Among the records below, find the lines containing "Error" and state only how many there are.

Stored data
------------------------------------------------------------
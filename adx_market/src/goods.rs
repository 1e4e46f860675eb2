//! Impression goods and the segment-matching relation

use crate::error::{Error, Result};
use std::collections::BTreeSet;
use std::fmt;
use std::hash::{Hash, Hasher};

/// One kind of impression opportunity, tagged with demographic segments
///
/// Equality and hashing look only at the segment set, so the same slot type
/// with a different supply or reserve price is still the same good.
#[derive(Debug, Clone)]
pub struct Good {
    id: String,
    segments: BTreeSet<String>,
    supply: u32,
    reserve_price: f64,
}

impl Good {
    pub fn new<I, S>(segments: I, supply: u32, reserve_price: f64) -> Result<Good>
    where
        I: IntoIterator<Item = S>,
        S: Into<String>,
    {
        let segments: BTreeSet<String> = segments.into_iter().map(Into::into).collect();
        if segments.is_empty() || segments.iter().any(|s| s.is_empty()) {
            return Err(Error::EmptySegments);
        }
        check_reserve_price(reserve_price)?;

        // First letter of each sorted label, e.g. {Male, Young, High} -> "HMY"
        let id = segments.iter().filter_map(|s| s.chars().next()).collect();

        Ok(Good {
            id,
            segments,
            supply,
            reserve_price,
        })
    }

    /// A good used only as a campaign target or bid key (no supply, no reserve)
    pub fn target<I, S>(segments: I) -> Result<Good>
    where
        I: IntoIterator<Item = S>,
        S: Into<String>,
    {
        Good::new(segments, 0, 0.0)
    }

    pub fn id(&self) -> &str {
        &self.id
    }

    pub fn segments(&self) -> &BTreeSet<String> {
        &self.segments
    }

    pub fn supply(&self) -> u32 {
        self.supply
    }

    pub fn reserve_price(&self) -> f64 {
        self.reserve_price
    }

    /// Same good with a new reserve price
    pub fn with_reserve_price(&self, reserve_price: f64) -> Result<Good> {
        check_reserve_price(reserve_price)?;
        Ok(Good {
            reserve_price,
            ..self.clone()
        })
    }

    /// Same good with a new supply
    pub fn with_supply(&self, supply: u32) -> Good {
        Good {
            supply,
            ..self.clone()
        }
    }

    /// True if `other`'s segments are a subset of this good's segments
    ///
    /// A more specific good satisfies a broader target. Reflexive, but only
    /// ever evaluated good-vs-target, so do not chain it.
    pub fn matches(&self, other: &Good) -> bool {
        other.segments.is_subset(&self.segments)
    }
}

fn check_reserve_price(reserve_price: f64) -> Result<()> {
    if reserve_price.is_finite() && reserve_price >= 0.0 {
        Ok(())
    } else {
        Err(Error::InvalidReservePrice(reserve_price))
    }
}

impl PartialEq for Good {
    fn eq(&self, other: &Self) -> bool {
        self.segments == other.segments
    }
}

impl Eq for Good {}

impl Hash for Good {
    fn hash<H: Hasher>(&self, state: &mut H) {
        self.segments.hash(state);
    }
}

impl fmt::Display for Good {
    fn fmt(&self, f: &mut fmt::Formatter<'_>) -> fmt::Result {
        write!(f, "({},{},{})", self.id, self.supply, self.reserve_price)
    }
}

/// Catalog indices in allocation order: descending by (reserve price, supply)
///
/// The sort is stable, so goods that tie keep their catalog order.
pub fn allocation_order(goods: &[Good]) -> Vec<usize> {
    let mut order: Vec<usize> = (0..goods.len()).collect();
    order.sort_by(|&a, &b| {
        let (ga, gb) = (&goods[a], &goods[b]);
        gb.reserve_price
            .total_cmp(&ga.reserve_price)
            .then(gb.supply.cmp(&ga.supply))
    });
    order
}
//! Campaign x good ledgers for units won and money spent

use crate::campaigns::{Campaign, CampaignId, Market};
use crate::goods::Good;
use std::cell::OnceCell;
use std::fmt;
use std::iter::Sum;
use std::ops::AddAssign;

/// A dense table of values keyed by (campaign, good)
///
/// Rows follow the campaign order of the market and columns follow the
/// catalog order. Per-campaign and per-good totals are computed on first
/// use and cached until the ledger is written again.
#[derive(Debug, Clone)]
pub struct Ledger<T> {
    campaigns: Vec<Campaign>,
    goods: Vec<Good>,
    cells: Vec<Vec<T>>,
    campaign_totals: OnceCell<Vec<T>>,
    good_totals: OnceCell<Vec<T>>,
}

/// Units won per (campaign, good)
pub type Allocation = Ledger<u32>;

/// Money charged per (campaign, good)
pub type Expenditure = Ledger<f64>;

impl<T> Ledger<T>
where
    T: Copy + Default + AddAssign + Sum<T> + PartialEq,
{
    pub fn new(market: &Market) -> Ledger<T> {
        Ledger::from_parts(market.campaigns(), market.goods())
    }

    pub fn from_parts(campaigns: &[Campaign], goods: &[Good]) -> Ledger<T> {
        Ledger {
            campaigns: campaigns.to_vec(),
            goods: goods.to_vec(),
            cells: vec![vec![T::default(); goods.len()]; campaigns.len()],
            campaign_totals: OnceCell::new(),
            good_totals: OnceCell::new(),
        }
    }

    pub fn campaigns(&self) -> &[Campaign] {
        &self.campaigns
    }

    pub fn goods(&self) -> &[Good] {
        &self.goods
    }

    /// Value at (campaign index, good index)
    pub fn at(&self, campaign: usize, good: usize) -> T {
        self.cells[campaign][good]
    }

    /// Value for a campaign and good, zero if either is not in the ledger
    pub fn get(&self, campaign: CampaignId, good: &Good) -> T {
        let c = self.campaigns.iter().position(|c| c.id() == campaign);
        let g = self.goods.iter().position(|g| g == good);
        match (c, g) {
            (Some(c), Some(g)) => self.cells[c][g],
            _ => T::default(),
        }
    }

    pub fn row(&self, campaign: usize) -> &[T] {
        &self.cells[campaign]
    }

    pub(crate) fn add(&mut self, campaign: usize, good: usize, value: T) {
        self.cells[campaign][good] += value;
        self.invalidate();
    }

    pub(crate) fn set(&mut self, campaign: usize, good: usize, value: T) {
        self.cells[campaign][good] = value;
        self.invalidate();
    }

    fn invalidate(&mut self) {
        self.campaign_totals.take();
        self.good_totals.take();
    }

    /// Sum over all goods for one campaign
    pub fn total_for_campaign(&self, campaign: usize) -> T {
        self.campaign_totals
            .get_or_init(|| self.cells.iter().map(|row| row.iter().copied().sum()).collect())
            [campaign]
    }

    /// Sum over all campaigns for one good
    pub fn total_for_good(&self, good: usize) -> T {
        self.good_totals.get_or_init(|| {
            (0..self.goods.len())
                .map(|g| self.cells.iter().map(|row| row[g]).sum())
                .collect()
        })[good]
    }

    /// Grand total over the whole ledger
    pub fn total(&self) -> T {
        (0..self.campaigns.len())
            .map(|c| self.total_for_campaign(c))
            .sum()
    }

    /// Non-zero cells as (campaign index, good index, value)
    pub fn entries(&self) -> impl Iterator<Item = (usize, usize, T)> + '_ {
        self.cells.iter().enumerate().flat_map(|(c, row)| {
            row.iter()
                .enumerate()
                .filter(|(_, v)| **v != T::default())
                .map(move |(g, v)| (c, g, *v))
        })
    }

    /// True if both ledgers have the same campaigns and goods in the same order
    pub fn same_shape<U>(&self, other: &Ledger<U>) -> bool {
        self.campaigns.len() == other.campaigns.len()
            && self.goods == other.goods
            && self
                .campaigns
                .iter()
                .zip(&other.campaigns)
                .all(|(a, b)| a.id() == b.id())
    }
}

impl<T: PartialEq> PartialEq for Ledger<T> {
    fn eq(&self, other: &Self) -> bool {
        self.goods == other.goods && self.campaigns == other.campaigns && self.cells == other.cells
    }
}

impl<T: fmt::Display> fmt::Display for Ledger<T> {
    fn fmt(&self, f: &mut fmt::Formatter<'_>) -> fmt::Result {
        write!(f, "{:<8}", "")?;
        for good in &self.goods {
            write!(f, "{:>10}", good.id())?;
        }
        writeln!(f)?;
        for (campaign, row) in self.campaigns.iter().zip(&self.cells) {
            write!(f, "{:<8}", campaign.id().to_string())?;
            for value in row {
                write!(f, "{:>10.4}", value)?;
            }
            writeln!(f)?;
        }
        Ok(())
    }
}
------------------------------------------------------------
#### Problem solution
3